John Cooke

Personal information
- Full name: John Cooke
- Date of birth: 25 April 1962 (age 63)
- Place of birth: Salford, England
- Height: 5 ft 8 in (1.73 m)
- Position(s): Right winger

Senior career*
- Years: Team / Apps / (Gls)
- 1979–1985: Sunderland / 55 / (4)
- 1984–1985: → Carlisle United (loan) / 6 / (2)
- 1985: Sheffield Wednesday / 0 / (0)
- 1985–1988: Carlisle United / 106 / (11)
- 1988–1990: Stockport County / 58 / (7)
- 1990–1992: Chesterfield / 53 / (8)
- Gateshead
- Spennymoor United
- Total:  / 278 / (32)

International career
- 1981: England U20 / 3 / (1)

= John Cooke (footballer, born 1962) =

English footballer

John Cooke (born 25 April 1962) is an English former professional footballer who played as a right winger.

==Career==
Born in Salford, Cooke played for Sunderland, Carlisle United, Sheffield Wednesday, Carlisle United, Stockport County, Chesterfield, Gateshead, and Spennymoor United.

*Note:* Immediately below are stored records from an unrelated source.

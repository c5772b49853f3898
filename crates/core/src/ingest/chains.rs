use crate::config::{env_or, Settings};
use crate::ingest::types::ChainSnapshot;
use crate::shutdown::Shutdown;
use anyhow::{Context, Result};
use governor::{Quota, RateLimiter};
use serde::Deserialize;
use serde_json::Value;
use std::num::NonZeroU32;
use std::str::FromStr;
use std::sync::Arc;
use std::time::Duration;

const DEFAULT_RETRY_BUDGET: u32 = 60;
const DEFAULT_TIMEOUT_SECS: u64 = 32;
const DEFAULT_RETRY_DELAY_MS: u64 = 2000;
const DEFAULT_STRIKE_COUNT: u32 = 512;
const DEFAULT_REQUESTS_PER_MINUTE: u32 = 120;

/// Terminal broker status: the symbol is unknown in this spelling.
pub const FAILED_STATUS: &str = "FAILED";

type DirectLimiter = RateLimiter<
    governor::state::NotKeyed,
    governor::state::InMemoryState,
    governor::clock::DefaultClock,
>;

/// What to do with a payload that carries neither `status` nor `error`.
#[derive(Debug, Clone, Copy, PartialEq, Eq, Default)]
pub enum AmbiguousPolicy {
    /// Log it and spend one unit of the retry budget.
    #[default]
    ConsumeAttempt,
    /// Treat it as a permanent failure for this call.
    Fail,
}

impl FromStr for AmbiguousPolicy {
    type Err = anyhow::Error;

    fn from_str(s: &str) -> Result<Self> {
        match s.trim().to_ascii_lowercase().as_str() {
            "consume" | "retry" => Ok(Self::ConsumeAttempt),
            "fail" => Ok(Self::Fail),
            other => anyhow::bail!("unknown ambiguous response policy: {other}"),
        }
    }
}

#[derive(Debug, Clone)]
pub struct FetcherConfig {
    pub retry_budget: u32,
    pub timeout: Duration,
    pub retry_delay: Duration,
    pub strike_count: u32,
    pub ambiguous_policy: AmbiguousPolicy,
    pub requests_per_minute: u32,
}

impl Default for FetcherConfig {
    fn default() -> Self {
        Self {
            retry_budget: DEFAULT_RETRY_BUDGET,
            timeout: Duration::from_secs(DEFAULT_TIMEOUT_SECS),
            retry_delay: Duration::from_millis(DEFAULT_RETRY_DELAY_MS),
            strike_count: DEFAULT_STRIKE_COUNT,
            ambiguous_policy: AmbiguousPolicy::default(),
            requests_per_minute: DEFAULT_REQUESTS_PER_MINUTE,
        }
    }
}

impl FetcherConfig {
    pub fn from_env() -> Self {
        let ambiguous_policy = std::env::var("CHAIN_AMBIGUOUS_POLICY")
            .ok()
            .and_then(|s| s.parse::<AmbiguousPolicy>().ok())
            .unwrap_or_default();

        Self {
            retry_budget: env_or("CHAIN_RETRY_BUDGET", DEFAULT_RETRY_BUDGET),
            timeout: Duration::from_secs(env_or("CHAIN_TIMEOUT_SECS", DEFAULT_TIMEOUT_SECS)),
            retry_delay: Duration::from_millis(env_or(
                "CHAIN_RETRY_DELAY_MS",
                DEFAULT_RETRY_DELAY_MS,
            )),
            strike_count: env_or("CHAIN_STRIKE_COUNT", DEFAULT_STRIKE_COUNT),
            ambiguous_policy,
            requests_per_minute: env_or("BROKER_REQUESTS_PER_MINUTE", DEFAULT_REQUESTS_PER_MINUTE),
        }
    }
}

/// Per-attempt failures. All of them are retried inside the fetch call.
#[derive(Debug, thiserror::Error)]
pub enum FetchError {
    #[error("request failed: {0}")]
    Network(#[from] reqwest::Error),

    #[error("malformed chain response: {0}")]
    MalformedResponse(String),

    #[error("broker error: {0}")]
    BrokerError(String),

    #[error("response has neither status nor error")]
    AmbiguousResponse,
}

#[derive(Debug, Clone, PartialEq, Eq)]
pub enum FailureReason {
    /// Broker answered with a terminal status (`FAILED`).
    BrokerStatus(String),
    /// Ambiguous payload under [`AmbiguousPolicy::Fail`].
    AmbiguousResponse,
}

#[derive(Debug)]
pub enum FetchOutcome {
    Snapshot {
        snapshot: ChainSnapshot,
        raw: Value,
        attempts: u32,
    },
    PermanentFailure {
        reason: FailureReason,
        attempts: u32,
    },
    Exhausted {
        attempts: u32,
        errors: Vec<FetchError>,
    },
    Cancelled {
        attempts: u32,
    },
}

impl FetchOutcome {
    pub fn attempts(&self) -> u32 {
        match self {
            FetchOutcome::Snapshot { attempts, .. }
            | FetchOutcome::PermanentFailure { attempts, .. }
            | FetchOutcome::Exhausted { attempts, .. }
            | FetchOutcome::Cancelled { attempts } => *attempts,
        }
    }
}

#[async_trait::async_trait]
pub trait ChainSource: Send + Sync {
    async fn fetch_chain(&self, symbol: &str, shutdown: &Shutdown) -> FetchOutcome;
}

enum Classified {
    Snapshot(ChainSnapshot, Value),
    Failed(String),
}

pub struct ChainFetcher {
    http: reqwest::Client,
    url: String,
    api_key: String,
    config: FetcherConfig,
    limiter: Arc<DirectLimiter>,
}

impl ChainFetcher {
    pub fn new(url: impl Into<String>, api_key: impl Into<String>, config: FetcherConfig) -> Result<Self> {
        let http = reqwest::Client::builder()
            .timeout(config.timeout)
            .build()
            .context("failed to build broker http client")?;

        let rpm = NonZeroU32::new(config.requests_per_minute).unwrap_or(NonZeroU32::MIN);
        let limiter = Arc::new(RateLimiter::direct(Quota::per_minute(rpm)));

        Ok(Self {
            http,
            url: url.into(),
            api_key: api_key.into(),
            config,
            limiter,
        })
    }

    pub fn from_settings(settings: &Settings, config: FetcherConfig) -> Result<Self> {
        let api_key = settings.require_broker_api_key()?.to_string();
        Self::new(settings.broker_chains_url.clone(), api_key, config)
    }

    pub fn config(&self) -> &FetcherConfig {
        &self.config
    }

    async fn fetch_once(&self, symbol: &str) -> Result<Classified, FetchError> {
        self.limiter.until_ready().await;

        let strike_count = self.config.strike_count.to_string();
        let res = self
            .http
            .get(&self.url)
            .query(&[
                ("apikey", self.api_key.as_str()),
                ("symbol", symbol),
                ("strikeCount", strike_count.as_str()),
                ("includeQuotes", "TRUE"),
            ])
            .send()
            .await?;

        let http_status = res.status();
        let text = res.text().await?;
        let raw = serde_json::from_str::<Value>(&text).map_err(|err| {
            FetchError::MalformedResponse(format!("HTTP {http_status}, body is not JSON: {err}"))
        })?;

        classify(raw)
    }
}

/// Sorts a decoded body into snapshot / terminal failure / retryable error.
fn classify(raw: Value) -> Result<Classified, FetchError> {
    let Some(obj) = raw.as_object() else {
        return Err(FetchError::MalformedResponse(
            "top-level JSON value is not an object".to_string(),
        ));
    };

    if let Some(status) = obj.get("status") {
        if status.as_str() == Some(FAILED_STATUS) {
            return Ok(Classified::Failed(FAILED_STATUS.to_string()));
        }
        // A payload with a status is final. If its contract maps do not fit the typed
        // layout, keep the header and the raw payload rather than refetching.
        let snapshot = ChainSnapshot::deserialize(&raw).unwrap_or_else(|err| {
            tracing::warn!(error = %err, "chain payload has an unexpected layout; keeping raw payload only");
            ChainSnapshot {
                symbol: obj.get("symbol").and_then(Value::as_str).map(str::to_string),
                status: status.as_str().map(str::to_string),
                ..Default::default()
            }
        });
        return Ok(Classified::Snapshot(snapshot, raw));
    }

    if let Some(err) = obj.get("error") {
        let msg = err.as_str().map(str::to_string).unwrap_or_else(|| err.to_string());
        return Err(FetchError::BrokerError(msg));
    }

    Err(FetchError::AmbiguousResponse)
}

#[async_trait::async_trait]
impl ChainSource for ChainFetcher {
    async fn fetch_chain(&self, symbol: &str, shutdown: &Shutdown) -> FetchOutcome {
        let budget = self.config.retry_budget.max(1);
        let mut errors: Vec<FetchError> = Vec::new();
        let mut attempts: u32 = 0;

        while attempts < budget {
            if shutdown.is_triggered() {
                return FetchOutcome::Cancelled { attempts };
            }
            attempts += 1;

            let err = match self.fetch_once(symbol).await {
                Ok(Classified::Snapshot(snapshot, raw)) => {
                    tracing::debug!(symbol, attempts, "option chain fetched");
                    return FetchOutcome::Snapshot {
                        snapshot,
                        raw,
                        attempts,
                    };
                }
                Ok(Classified::Failed(status)) => {
                    tracing::debug!(symbol, attempts, %status, "broker rejected symbol");
                    return FetchOutcome::PermanentFailure {
                        reason: FailureReason::BrokerStatus(status),
                        attempts,
                    };
                }
                Err(err) => err,
            };

            match &err {
                FetchError::BrokerError(msg) => {
                    tracing::info!(symbol, attempt = attempts, error = %msg, "broker returned an error payload");
                }
                FetchError::AmbiguousResponse => {
                    tracing::warn!(symbol, attempt = attempts, "chain response has no status or error");
                    if self.config.ambiguous_policy == AmbiguousPolicy::Fail {
                        return FetchOutcome::PermanentFailure {
                            reason: FailureReason::AmbiguousResponse,
                            attempts,
                        };
                    }
                }
                _ => {
                    tracing::warn!(symbol, attempt = attempts, error = %err, "failed getting option chain");
                }
            }
            errors.push(err);

            if attempts < budget && !shutdown.sleep(self.config.retry_delay).await {
                return FetchOutcome::Cancelled { attempts };
            }
        }

        tracing::info!(symbol, attempts, "retry budget exhausted");
        FetchOutcome::Exhausted { attempts, errors }
    }
}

Cooke also made three appearances for England at the 1981 FIFA World Youth Championship.

He joined his former club Sunderland as kit manager in January 1994 and was still in post as of April 2020. He left the club in late 2020, with his son Jay Turner-Cooke, a Sunderland youth player, leaving the club to join rivals Newcastle United as a result.